Потом я спросил Серегина, не потому ли он так интересуется теорией информации, семиотикой, а также эмоциональным мышлением древних и первобытных народов. Он ответил:

— Да.

Коротко, категорично и чуточку сердито. Впрочем, на что он сердился? На земную, слишком привычную логику или только на меня?

Я всегда плохо понимал людей моложе себя на двадцать или тридцать лет. Даже самые примитивные из них, вроде Мокрошейко, ставили меня в тупик. Но Серегин, этот энтузиаст семиотики, влюбленный в египетские иероглифы, в древнейшие идеографические формы клинописных знаков, мечтавший о встрече с представителем иной логики, казался мне чем-то вроде нового Фауста. Ведь Фауст вместе со своим создателем, Гёте, тоже мечтал о невозможном.

Если общество через тысячу лет будет состоять из таких, как Серегин, я, пожалуй, сочту возможным примириться с предсказанием социологов.

У меня бедное воображение. Когда я пытаюсь представить себе население планеты, состоящее из докторов наук и член-корров, я мысленно вижу Академический городок в Комарове, увеличенный до сверхземных размеров.

Но стоит мне взглянуть на Серегина, как все это исчезает.
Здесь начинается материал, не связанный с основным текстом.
//! Virtual filesystem over the sandbox root.
//!
//! The same directory is pre-opened for the module, so files written here are
//! what the VM sees under `/src`. Paths are relative to the sandbox root and
//! may not be absolute or climb out with `..`.

use crate::{Result, RuntimeError};
use serde::{Deserialize, Serialize};
use std::io::ErrorKind;
use std::path::{Component, Path, PathBuf};
use tracing::{debug, info};

/// Default directory for [`Vfs::list_tree`].
pub const CORE_DIR: &str = "core";

/// Entry type of a [`CoreFile`].
#[derive(Debug, Clone, Copy, PartialEq, Eq, Serialize, Deserialize)]
#[serde(rename_all = "lowercase")]
pub enum FileKind {
    /// A directory; carries no content.
    Tree,
    /// A file with text content.
    Blob,
}

/// One entry of the sandbox, addressed by its sandbox-relative path.
#[derive(Debug, Clone, PartialEq, Eq, Serialize, Deserialize)]
pub struct CoreFile {
    pub path: String,
    #[serde(rename = "type")]
    pub kind: FileKind,
    pub content: String,
}

impl CoreFile {
    pub fn tree(path: impl Into<String>) -> Self {
        Self {
            path: path.into(),
            kind: FileKind::Tree,
            content: String::new(),
        }
    }

    pub fn blob(path: impl Into<String>, content: impl Into<String>) -> Self {
        Self {
            path: path.into(),
            kind: FileKind::Blob,
            content: content.into(),
        }
    }

    pub fn is_tree(&self) -> bool {
        self.kind == FileKind::Tree
    }
}

/// Filesystem facade rooted at a host directory.
#[derive(Debug, Clone)]
pub struct Vfs {
    root: PathBuf,
}

impl Vfs {
    pub fn new(root: impl Into<PathBuf>) -> Self {
        Self { root: root.into() }
    }

    /// Host directory backing the sandbox.
    pub fn root(&self) -> &Path {
        &self.root
    }

    /// Map a sandbox-relative path onto the host.
    pub fn resolve(&self, path: &str) -> Result<PathBuf> {
        let mut resolved = self.root.clone();
        for component in Path::new(path).components() {
            match component {
                Component::Normal(part) => resolved.push(part),
                Component::CurDir => {}
                Component::ParentDir | Component::RootDir | Component::Prefix(_) => {
                    return Err(RuntimeError::InvalidPath(path.to_string()));
                }
            }
        }
        Ok(resolved)
    }

    pub fn exists(&self, path: &str) -> Result<bool> {
        Ok(self.resolve(path)?.exists())
    }

    /// Flattened pre-order listing of `dir` and everything below it.
    ///
    /// Sibling order is whatever the host directory yields.
    pub fn list_tree(&self, dir: &str) -> Result<Vec<CoreFile>> {
        let mut files = Vec::new();
        self.walk(dir, &mut files)?;
        Ok(files)
    }

    fn walk(&self, dir: &str, files: &mut Vec<CoreFile>) -> Result<()> {
        let host = self.resolve(dir)?;
        let entries = std::fs::read_dir(&host).map_err(|e| not_found(e, dir))?;

        files.push(CoreFile::tree(dir));
        for entry in entries {
            let entry = entry?;
            let name = entry.file_name().to_string_lossy().into_owned();
            let path = join(dir, &name);

            if entry.file_type()?.is_dir() {
                self.walk(&path, files)?;
            } else {
                let content = std::fs::read_to_string(entry.path())?;
                files.push(CoreFile::blob(path, content));
            }
        }
        Ok(())
    }

    /// Immediate entry names of `dir`.
    pub fn list(&self, dir: &str) -> Result<Vec<String>> {
        let host = self.resolve(dir)?;
        let entries = std::fs::read_dir(&host).map_err(|e| not_found(e, dir))?;
        entries
            .map(|entry| Ok(entry?.file_name().to_string_lossy().into_owned()))
            .collect()
    }

    /// Create `path` unless a directory is already there.
    ///
    /// The parent must exist. A file at `path` is an error.
    pub fn make_dir(&self, path: &str) -> Result<()> {
        let host = self.resolve(path)?;
        if host.is_dir() {
            debug!(path, "Directory already exists");
            return Ok(());
        }
        if host.exists() {
            return Err(RuntimeError::AlreadyExists(path.to_string()));
        }

        std::fs::create_dir(&host).map_err(|e| not_found(e, path))?;
        info!(path, "Created directory");
        Ok(())
    }

    pub fn read_file(&self, path: &str) -> Result<CoreFile> {
        let host = self.resolve(path)?;
        if host.is_dir() {
            return Err(RuntimeError::AlreadyExists(format!("{} is a directory", path)));
        }
        let content = std::fs::read_to_string(&host).map_err(|e| not_found(e, path))?;
        Ok(CoreFile::blob(path, content))
    }

    /// Create or truncate `path` and write `content`.
    ///
    /// Fails with [`RuntimeError::AlreadyExists`] when a directory occupies
    /// `path`.
    pub fn write_file(&self, path: &str, content: &str) -> Result<()> {
        let host = self.resolve(path)?;
        if host.is_dir() {
            return Err(RuntimeError::AlreadyExists(format!("{} is a directory", path)));
        }

        std::fs::write(&host, content).map_err(|e| not_found(e, path))?;
        info!(path, len = content.len(), "Wrote file");
        Ok(())
    }

    pub fn remove_file(&self, path: &str) -> Result<()> {
        let host = self.resolve(path)?;
        if host.is_dir() {
            return Err(RuntimeError::AlreadyExists(format!("{} is a directory", path)));
        }

        std::fs::remove_file(&host).map_err(|e| not_found(e, path))?;
        info!(path, "Removed file");
        Ok(())
    }
}

fn join(dir: &str, name: &str) -> String {
    if dir.is_empty() || dir == "." {
        name.to_string()
    } else {
        format!("{}/{}", dir.trim_end_matches('/'), name)
    }
}

fn not_found(e: std::io::Error, path: &str) -> RuntimeError {
    if e.kind() == ErrorKind::NotFound {
        RuntimeError::NotFound(path.to_string())
    } else {
        RuntimeError::Io(e)
    }
}

#[cfg(test)]
mod tests {
    use super::*;
    use std::collections::HashSet;

    fn sandbox() -> (tempfile::TempDir, Vfs) {
        let dir = tempfile::tempdir().unwrap();
        let vfs = Vfs::new(dir.path());
        (dir, vfs)
    }

    #[test]
    fn test_write_then_read() {
        let (_dir, vfs) = sandbox();
        vfs.write_file("main.nat", "let z = [1 3 4];\n").unwrap();

        let file = vfs.read_file("main.nat").unwrap();
        assert_eq!(file, CoreFile::blob("main.nat", "let z = [1 3 4];\n"));
    }

    #[test]
    fn test_write_truncates() {
        let (_dir, vfs) = sandbox();
        vfs.write_file("a", "a much longer first version").unwrap();
        vfs.write_file("a", "short").unwrap();
        assert_eq!(vfs.read_file("a").unwrap().content, "short");
    }

    #[test]
    fn test_missing_files() {
        let (_dir, vfs) = sandbox();
        assert!(vfs.read_file("nope").unwrap_err().is_not_found());
        assert!(vfs.remove_file("nope").unwrap_err().is_not_found());
        assert!(vfs.list("nope").unwrap_err().is_not_found());
    }

    #[test]
    fn test_remove_file() {
        let (_dir, vfs) = sandbox();
        vfs.write_file("gone", "x").unwrap();
        vfs.remove_file("gone").unwrap();
        assert!(!vfs.exists("gone").unwrap());
    }

    #[test]
    fn test_make_dir_is_idempotent() {
        let (_dir, vfs) = sandbox();
        vfs.make_dir("core").unwrap();
        vfs.make_dir("core").unwrap();
        assert_eq!(vfs.list(".").unwrap(), vec!["core"]);
    }

    #[test]
    fn test_make_dir_requires_parent() {
        let (_dir, vfs) = sandbox();
        assert!(vfs.make_dir("a/b").unwrap_err().is_not_found());
    }

    #[test]
    fn test_file_directory_conflicts() {
        let (_dir, vfs) = sandbox();
        vfs.make_dir("doc").unwrap();
        vfs.write_file("note", "x").unwrap();

        assert!(matches!(vfs.write_file("doc", "x"), Err(RuntimeError::AlreadyExists(_))));
        assert!(matches!(vfs.make_dir("note"), Err(RuntimeError::AlreadyExists(_))));
        assert!(matches!(vfs.remove_file("doc"), Err(RuntimeError::AlreadyExists(_))));
    }

    #[test]
    fn test_rejects_escaping_paths() {
        let (_dir, vfs) = sandbox();
        assert!(matches!(vfs.read_file("../etc/passwd"), Err(RuntimeError::InvalidPath(_))));
        assert!(matches!(vfs.write_file("/abs", "x"), Err(RuntimeError::InvalidPath(_))));
        assert!(vfs.resolve("./a/./b").unwrap().ends_with("a/b"));
    }

    #[test]
    fn test_list_is_shallow() {
        let (_dir, vfs) = sandbox();
        vfs.make_dir("core").unwrap();
        vfs.make_dir("core/lib").unwrap();
        vfs.write_file("core/index", "").unwrap();
        vfs.write_file("core/lib/seq", "").unwrap();

        let names: HashSet<String> = vfs.list("core").unwrap().into_iter().collect();
        assert_eq!(names, ["index", "lib"].iter().map(|s| s.to_string()).collect());
    }

    #[test]
    fn test_list_tree_preorder() {
        let (_dir, vfs) = sandbox();
        vfs.make_dir("core").unwrap();
        vfs.make_dir("core/lib").unwrap();
        vfs.make_dir("core/lib/empty").unwrap();
        vfs.write_file("core/index", "root").unwrap();
        vfs.write_file("core/lib/seq", "seq").unwrap();
        vfs.write_file("core/lib/map", "map").unwrap();

        let files = vfs.list_tree(CORE_DIR).unwrap();

        assert_eq!(files[0], CoreFile::tree("core"));
        let paths: Vec<&str> = files.iter().map(|f| f.path.as_str()).collect();
        let unique: HashSet<&str> = paths.iter().copied().collect();
        assert_eq!(paths.len(), unique.len());
        assert_eq!(
            unique,
            [
                "core",
                "core/index",
                "core/lib",
                "core/lib/empty",
                "core/lib/seq",
                "core/lib/map"
            ]
            .into_iter()
            .collect()
        );

        // every entry appears after the directory containing it
        for (i, file) in files.iter().enumerate() {
            if let Some((parent, _)) = file.path.rsplit_once('/') {
                let parent_pos = paths.iter().position(|p| *p == parent).unwrap();
                assert!(parent_pos < i);
                assert!(files[parent_pos].is_tree());
            }
        }

        let seq = files.iter().find(|f| f.path == "core/lib/seq").unwrap();
        assert_eq!(seq.content, "seq");
        assert!(files.iter().filter(|f| f.is_tree()).all(|f| f.content.is_empty()));
    }

    #[test]
    fn test_list_tree_missing_dir() {
        let (_dir, vfs) = sandbox();
        assert!(vfs.list_tree(CORE_DIR).unwrap_err().is_not_found());
    }
}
Серегин несет с собой возможность иного мира, иной среды, иного измерения.

11

Я открываю дверь. Входит Серегин. В руке у него книга. А на лице насмешливо-изумленное выражение, словно ему только что довелось быть свидетелем чего-то необычайного.

— Ну, что? — спросил я. — Увидели самого себя, глядя в окно?

— Не себя, а вас.

— Где?

— В книге, не имеющей к вам никакого отношения. В фантастическом романе Черноморцева-Островитянина.

— А где вы приобрели эту новинку?

— В книжном магазине на Большом, у красивого элегантно-старомодного продавца, чем-то похожего на Диккенса.

— Тогда все понятно, — пробормотал я.

— Если вам понятно, то вы великий детерминист. А меня, признаюсь, это ошеломило. Причем тут вы? В книге ваше изображение.

Мы прошли в кабинет и сели на большой кожаный диван, и Серегин раскрыл книгу в том месте, где была закладка.

— Что такое? Куда он исчез? Может, не там положил закладку?

Он стал перелистывать книгу, разыскивая рисунок, а я терпеливо ждал, зная, что он его найдет, но не сразу.

— Не спешите, — сказал я. — Страницы слиплись. Найдется. Не сомневаюсь. Но чем вы объясните эту нелепость — хулиганством, непозволительной дерзостью художника?